Vivre avec une vascularite associée aux autoanticorps antineutrophiles cytoplasmiques (AAV) nécessite plus que de simples médicaments. Les experts conviennent que de simples ajustements du mode de vie peuvent améliorer considérablement la qualité de vie. Il ne s’agit pas de guérir, mais de gérer les symptômes et de minimiser les risques dans une situation où le système immunitaire du corps attaque les vaisseaux sanguins.
1. Minimiser le risque d’infection
Les personnes atteintes d’AAV sont plus vulnérables aux infections en raison à la fois des dommages causés par la maladie aux barrières protectrices comme la peau et les voies respiratoires, et parce que les traitements courants suppriment le système immunitaire. Les infections peuvent rapidement aggraver la maladie, une prévention proactive est donc essentielle.

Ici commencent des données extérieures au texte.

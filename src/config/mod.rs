use anyhow::{Context, Result};
use serde::Deserialize;
use std::path::{Path, PathBuf};
use tracing::info;

/// Built-in development signing secret. Anything deployed outside a local
/// development loop must override it via config or `DEALDESK_JWT_SECRET`.
pub const DEV_JWT_SECRET: &str = "dev-secret-change-me";

#[derive(Debug, Clone, Deserialize)]
pub struct Config {
    #[serde(default)]
    pub server: ServerConfig,
    #[serde(default)]
    pub auth: AuthConfig,
    #[serde(default)]
    pub cors: CorsConfig,
    #[serde(default)]
    pub logging: LoggingConfig,
}

#[derive(Debug, Clone, Deserialize)]
pub struct ServerConfig {
    #[serde(default = "default_host")]
    pub host: String,
    #[serde(default = "default_port")]
    pub port: u16,
    #[serde(default = "default_data_dir")]
    pub data_dir: PathBuf,
}

impl Default for ServerConfig {
    fn default() -> Self {
        Self {
            host: default_host(),
            port: default_port(),
            data_dir: default_data_dir(),
        }
    }
}

fn default_host() -> String {
    "127.0.0.1".to_string()
}

fn default_port() -> u16 {
    4000
}

fn default_data_dir() -> PathBuf {
    PathBuf::from("./data")
}

#[derive(Debug, Clone, Deserialize)]
pub struct AuthConfig {
    #[serde(default = "default_jwt_secret")]
    pub jwt_secret: String,
    #[serde(default = "default_token_ttl_days")]
    pub token_ttl_days: i64,
}

impl AuthConfig {
    /// True while the signing secret is still the built-in development value.
    pub fn uses_default_secret(&self) -> bool {
        self.jwt_secret == DEV_JWT_SECRET
    }
}

impl Default for AuthConfig {
    fn default() -> Self {
        Self {
            jwt_secret: default_jwt_secret(),
            token_ttl_days: default_token_ttl_days(),
        }
    }
}

fn default_jwt_secret() -> String {
    DEV_JWT_SECRET.to_string()
}

fn default_token_ttl_days() -> i64 {
    7
}

#[derive(Debug, Clone, Deserialize)]
pub struct CorsConfig {
    /// The single front-end origin allowed to call the API with credentials.
    #[serde(default = "default_allowed_origin")]
    pub allowed_origin: String,
}

impl Default for CorsConfig {
    fn default() -> Self {
        Self {
            allowed_origin: default_allowed_origin(),
        }
    }
}

fn default_allowed_origin() -> String {
    "http://localhost:3000".to_string()
}

#[derive(Debug, Clone, Deserialize)]
pub struct LoggingConfig {
    #[serde(default = "default_log_level")]
    pub level: String,
}

impl Default for LoggingConfig {
    fn default() -> Self {
        Self {
            level: default_log_level(),
        }
    }
}

fn default_log_level() -> String {
    "info".to_string()
}

impl Default for Config {
    fn default() -> Self {
        Self {
            server: ServerConfig::default(),
            auth: AuthConfig::default(),
            cors: CorsConfig::default(),
            logging: LoggingConfig::default(),
        }
    }
}

impl Config {
    pub fn load(path: &Path) -> Result<Self> {
        let config = if path.exists() {
            info!("Loading configuration from {}", path.display());
            let content = std::fs::read_to_string(path)
                .with_context(|| format!("Failed to read config file: {}", path.display()))?;
            toml::from_str(&content).with_context(|| "Failed to parse configuration file")?
        } else {
            info!("No config file found, using defaults");
            Config::default()
        };

        Ok(config.apply_env(
            std::env::var("DEALDESK_JWT_SECRET").ok(),
            std::env::var("DEALDESK_PORT").ok(),
        ))
    }

    /// Environment variables win over the config file; these are the two
    /// knobs deployments set without shipping a toml file.
    fn apply_env(mut self, jwt_secret: Option<String>, port: Option<String>) -> Self {
        if let Some(secret) = jwt_secret {
            if !secret.is_empty() {
                self.auth.jwt_secret = secret;
            }
        }
        if let Some(port) = port.and_then(|p| p.parse().ok()) {
            self.server.port = port;
        }
        self
    }
}
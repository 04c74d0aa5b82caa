//! User models and auth DTOs.

use serde::{Deserialize, Serialize};
use sqlx::FromRow;

#[derive(Debug, Clone, Serialize, Deserialize, FromRow)]
pub struct User {
    pub id: i64,
    pub name: Option<String>,
    pub email: String,
    pub password_hash: String,
    pub role: String,
    pub created_at: String,
}

/// The user shape returned to clients. The stored credential never leaves
/// the server.
#[derive(Debug, Clone, Serialize, Deserialize)]
pub struct UserResponse {
    pub id: i64,
    pub name: Option<String>,
    pub email: String,
    pub role: String,
}

impl From<User> for UserResponse {
    fn from(user: User) -> Self {
        Self {
            id: user.id,
            name: user.name,
            email: user.email,
            role: user.role,
        }
    }
}

/// A record ready for insertion; the email is already normalized and the
/// password already hashed.
#[derive(Debug, Clone)]
pub struct NewUser {
    pub name: Option<String>,
    pub email: String,
    pub password_hash: String,
}

/// Fields are optional so that missing values reach the handler's own
/// validation instead of being rejected by the JSON extractor.
#[derive(Debug, Deserialize)]
pub struct RegisterRequest {
    pub name: Option<String>,
    pub email: Option<String>,
    pub password: Option<String>,
}

#[derive(Debug, Deserialize)]
pub struct LoginRequest {
    pub email: Option<String>,
    pub password: Option<String>,
}

#[derive(Debug, Serialize, Deserialize)]
pub struct AuthResponse {
    pub token: String,
    pub user: UserResponse,
}
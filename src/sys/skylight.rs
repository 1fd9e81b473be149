//! Private CGS (SkyLight) window-server API surface.
//!
//! Only read operations are declared here; a failing or null result must
//! never take the process down.

use objc2::runtime::AnyObject;
use objc2_core_foundation::CFString;
use objc2_foundation::{NSArray, NSDictionary, NSString};

pub type ConnectionId = u32;

#[link(name = "CoreGraphics", kind = "framework")]
unsafe extern "C" {
    pub fn CGSMainConnectionID() -> ConnectionId;

    /// Returns the managed display list: one dictionary per display, each
    /// carrying "Display Identifier", "Current Space", and "Spaces". The
    /// caller owns the returned array (Copy rule).
    pub fn CGSCopyManagedDisplaySpaces(
        cid: ConnectionId,
    ) -> *mut NSArray<NSDictionary<NSString, AnyObject>>;

    /// Returns the identifier of the display currently holding the menu bar.
    /// The caller owns the returned string (Copy rule).
    pub fn CGSCopyActiveMenuBarDisplayIdentifier(cid: ConnectionId) -> *mut CFString;
}
//! Numbering of Mission Control spaces across displays.
//!
//! The window server reports spaces per display; users think of them as one
//! global, 1-based sequence. This module computes that mapping from a typed
//! snapshot, excluding fullscreen-app spaces, which Mission Control does not
//! number.

use thiserror::Error;

/// Identifier the window server uses for the primary display in the managed
/// display list.
pub const MAIN_DISPLAY: &str = "Main";

#[derive(Debug, Copy, Clone, PartialEq, Eq, PartialOrd, Ord, Hash)]
#[repr(transparent)]
pub struct SpaceId(u64);

impl SpaceId {
    pub fn new(id: u64) -> SpaceId {
        SpaceId(id)
    }

    pub fn get(&self) -> u64 {
        self.0
    }
}

impl From<SpaceId> for u64 {
    fn from(val: SpaceId) -> Self {
        val.get()
    }
}

#[derive(Debug, Clone, PartialEq, Eq)]
pub struct Space {
    pub id: SpaceId,
    /// Spaces backed by a tile layout manager host a single fullscreen app
    /// and are excluded from numbering.
    pub is_fullscreen: bool,
}

/// One display's entry in the window server's managed display list, in the
/// order the server reports its spaces.
#[derive(Debug, Clone, PartialEq, Eq)]
pub struct DisplaySpaces {
    pub display_uuid: String,
    pub current_space: SpaceId,
    pub spaces: Vec<Space>,
}

#[derive(Debug, Error, Clone, Copy, PartialEq, Eq)]
pub enum ResolveError {
    #[error("no display matched the active menu bar display")]
    NoActiveDisplay,
    #[error("active space {} is excluded from numbering", .0.get())]
    Unnumbered(SpaceId),
}

/// Computes the 1-based ordinal of the active space among all non-fullscreen
/// spaces, concatenated in display order.
///
/// A display is active if its identifier is [`MAIN_DISPLAY`] or matches
/// `active_display`; when both match different displays, the later one in
/// enumeration order wins. An active space that is itself fullscreen has no
/// ordinal and resolves to [`ResolveError::Unnumbered`].
pub fn active_space_number(
    displays: &[DisplaySpaces],
    active_display: &str,
) -> Result<usize, ResolveError> {
    let mut active_space = None;
    let mut numbered = Vec::new();

    for display in displays {
        if display.display_uuid == MAIN_DISPLAY || display.display_uuid == active_display {
            active_space = Some(display.current_space);
        }
        numbered.extend(display.spaces.iter().filter(|s| !s.is_fullscreen).map(|s| s.id));
    }

    let active_space = active_space.ok_or(ResolveError::NoActiveDisplay)?;
    numbered
        .iter()
        .position(|&id| id == active_space)
        .map(|idx| idx + 1)
        .ok_or(ResolveError::Unnumbered(active_space))
}

#[cfg(test)]
mod tests {
    use pretty_assertions::assert_eq;

    use super::*;

    fn space(id: u64) -> Space {
        Space { id: SpaceId::new(id), is_fullscreen: false }
    }

    fn fullscreen(id: u64) -> Space {
        Space { id: SpaceId::new(id), is_fullscreen: true }
    }

    fn display(uuid: &str, current: u64, spaces: Vec<Space>) -> DisplaySpaces {
        DisplaySpaces {
            display_uuid: uuid.to_string(),
            current_space: SpaceId::new(current),
            spaces,
        }
    }

    #[test]
    fn numbers_active_space_on_single_display() {
        let displays = vec![display("Main", 12, vec![space(11), space(12), space(13)])];

        assert_eq!(active_space_number(&displays, "Main"), Ok(2));
    }

    #[test]
    fn counts_spaces_across_displays_in_display_order() {
        let displays = vec![
            display("Main", 101, vec![space(101), space(102)]),
            display("B1F3", 202, vec![space(201), space(202)]),
        ];

        assert_eq!(active_space_number(&displays, "Main"), Ok(1));
        assert_eq!(active_space_number(&displays, "B1F3"), Ok(4));
    }

    #[test]
    fn fullscreen_spaces_do_not_shift_numbering() {
        let with_fullscreen = vec![
            display("Main", 103, vec![space(101), fullscreen(102), space(103)]),
            display("B1F3", 201, vec![fullscreen(200), space(201)]),
        ];
        let without = vec![
            display("Main", 103, vec![space(101), space(103)]),
            display("B1F3", 201, vec![space(201)]),
        ];

        assert_eq!(active_space_number(&with_fullscreen, "Main"), Ok(2));
        assert_eq!(
            active_space_number(&with_fullscreen, "Main"),
            active_space_number(&without, "Main"),
        );
    }

    #[test]
    fn active_fullscreen_space_has_no_number() {
        // Display 1 is current on its fullscreen space 102; the flat list is
        // [101, 201, 202] and 102 is not in it.
        let displays = vec![
            display("Main", 102, vec![space(101), fullscreen(102)]),
            display("B1F3", 201, vec![space(201), space(202)]),
        ];

        assert_eq!(
            active_space_number(&displays, "Main"),
            Err(ResolveError::Unnumbered(SpaceId::new(102))),
        );
    }

    #[test]
    fn no_matching_display_reports_no_active_display() {
        let displays = vec![display("B1F3", 11, vec![space(11)])];

        assert_eq!(
            active_space_number(&displays, "C2E4"),
            Err(ResolveError::NoActiveDisplay),
        );
    }

    #[test]
    fn later_matching_display_wins_tie_break() {
        // Both the sentinel and the queried identifier match, on different
        // displays; the assignment is unconditional per match, so the later
        // display's current space is the one numbered.
        let displays = vec![
            display("Main", 11, vec![space(11), space(12)]),
            display("B1F3", 22, vec![space(21), space(22)]),
        ];

        assert_eq!(active_space_number(&displays, "B1F3"), Ok(4));
    }

    #[test]
    fn skipped_display_does_not_disturb_other_displays() {
        // A display record dropped by the parser (missing "Spaces") is simply
        // absent from the snapshot; the remaining displays still number.
        let displays = vec![display("B1F3", 22, vec![space(21), space(22)])];

        assert_eq!(active_space_number(&displays, "B1F3"), Ok(2));
    }

    #[test]
    fn resolution_is_idempotent_on_unchanged_snapshot() {
        let displays = vec![
            display("Main", 12, vec![space(11), space(12)]),
            display("B1F3", 21, vec![space(21), fullscreen(23)]),
        ];

        let first = active_space_number(&displays, "Main");
        let second = active_space_number(&displays, "Main");
        assert_eq!(first, second);
        assert_eq!(first, Ok(2));
    }

    #[test]
    fn result_is_within_flat_list_bounds() {
        let displays = vec![
            display("Main", 13, vec![space(11), space(12), space(13), fullscreen(14)]),
            display("B1F3", 21, vec![space(21)]),
        ];
        let total_numbered = 4;

        let number = active_space_number(&displays, "Main").unwrap();
        assert!(number >= 1 && number <= total_numbered);
    }

    #[test]
    fn display_with_no_spaces_contributes_nothing() {
        let displays = vec![
            display("Main", 11, vec![]),
            display("B1F3", 21, vec![space(21), space(11)]),
        ];

        // The active display's current space is found among another
        // display's spaces.
        assert_eq!(active_space_number(&displays, "Main"), Ok(2));
    }
}
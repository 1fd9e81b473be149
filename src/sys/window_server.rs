//! Typed view of the window server's managed display/space snapshot.
//!
//! `CGSCopyManagedDisplaySpaces` hands back a dynamically-typed array of
//! dictionaries. This module converts it into [`DisplaySpaces`] records,
//! skipping any display entry with missing or mistyped fields; a bad record
//! never aborts the enumeration.

use std::ptr::NonNull;

use objc2::rc::Retained;
use objc2::runtime::AnyObject;
use objc2_core_foundation::CFRetained;
use objc2_foundation::{NSArray, NSDictionary, NSNumber, NSString, ns_string};
use tracing::warn;

use crate::space::{DisplaySpaces, Space, SpaceId};
use crate::sys::skylight::{
    CGSCopyActiveMenuBarDisplayIdentifier, CGSCopyManagedDisplaySpaces, CGSMainConnectionID,
    ConnectionId,
};

/// Connection to the window server. Acquired once per process and treated as
/// a read-only capability thereafter.
#[derive(Debug, Clone, Copy)]
pub struct WindowServer {
    cid: ConnectionId,
}

impl WindowServer {
    pub fn connect() -> Self {
        WindowServer { cid: unsafe { CGSMainConnectionID() } }
    }

    /// Identifier of the display currently holding the menu bar, or `None`
    /// if the window server does not report one.
    pub fn active_menu_bar_display(&self) -> Option<String> {
        let ptr = unsafe { CGSCopyActiveMenuBarDisplayIdentifier(self.cid) };
        let ident = NonNull::new(ptr).map(|s| unsafe { CFRetained::from_raw(s) });
        ident.map(|s| s.to_string())
    }

    /// Fresh snapshot of every display and the spaces on it, in
    /// window-server enumeration order. Malformed display entries are
    /// dropped.
    pub fn managed_display_spaces(&self) -> Vec<DisplaySpaces> {
        let displays = unsafe { Retained::from_raw(CGSCopyManagedDisplaySpaces(self.cid)) };
        let Some(displays) = displays else {
            warn!("CGSCopyManagedDisplaySpaces returned null");
            return Vec::new();
        };
        displays.iter().filter_map(|d| parse_display(&d)).collect()
    }
}

fn parse_display(display: &NSDictionary<NSString, AnyObject>) -> Option<DisplaySpaces> {
    let display_uuid = display
        .objectForKey(ns_string!("Display Identifier"))?
        .downcast::<NSString>()
        .ok()?
        .to_string();
    let current = display
        .objectForKey(ns_string!("Current Space"))?
        .downcast::<NSDictionary>()
        .ok()?;
    let current_space = managed_space_id(&current)?;
    let spaces_list = display
        .objectForKey(ns_string!("Spaces"))?
        .downcast::<NSArray>()
        .ok()?;

    let mut spaces = Vec::with_capacity(spaces_list.len());
    for entry in spaces_list.iter() {
        let Ok(entry) = entry.downcast::<NSDictionary>() else {
            continue;
        };
        let Some(id) = managed_space_id(&entry) else {
            continue;
        };
        let is_fullscreen = entry.objectForKey(ns_string!("TileLayoutManager")).is_some();
        spaces.push(Space { id, is_fullscreen });
    }

    Some(DisplaySpaces { display_uuid, current_space, spaces })
}

fn managed_space_id(space: &NSDictionary) -> Option<SpaceId> {
    let id = space.objectForKey(ns_string!("ManagedSpaceID"))?.downcast::<NSNumber>().ok()?;
    Some(SpaceId::new(id.as_i64() as u64))
}
pub mod appearance;
pub mod skylight;
pub mod window_server;
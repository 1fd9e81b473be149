pub mod actor;
pub mod space;
pub mod sys;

Cela signifie une hygiène rigoureuse, éviter les contacts malades et rester à jour en matière de vaccinations.
2. Optimiser l’alimentation pour la santé des os et le contrôle du poids
Les médicaments stéroïdes, souvent utilisés dans le traitement AAV, stimulent l’appétit et affaiblissent les os. Une alimentation riche en calcium et en vitamine D peut contrecarrer ces effets. Donner la priorité aux aliments entiers tout en limitant les aliments transformés riches en sodium et en sucre. Les personnes souffrant d’atteinte rénale doivent suivre un régime pauvre en sodium/potassium approuvé par un néphrologue. L’objectif n’est pas seulement la gestion du poids, mais aussi l’intégrité du squelette à long terme.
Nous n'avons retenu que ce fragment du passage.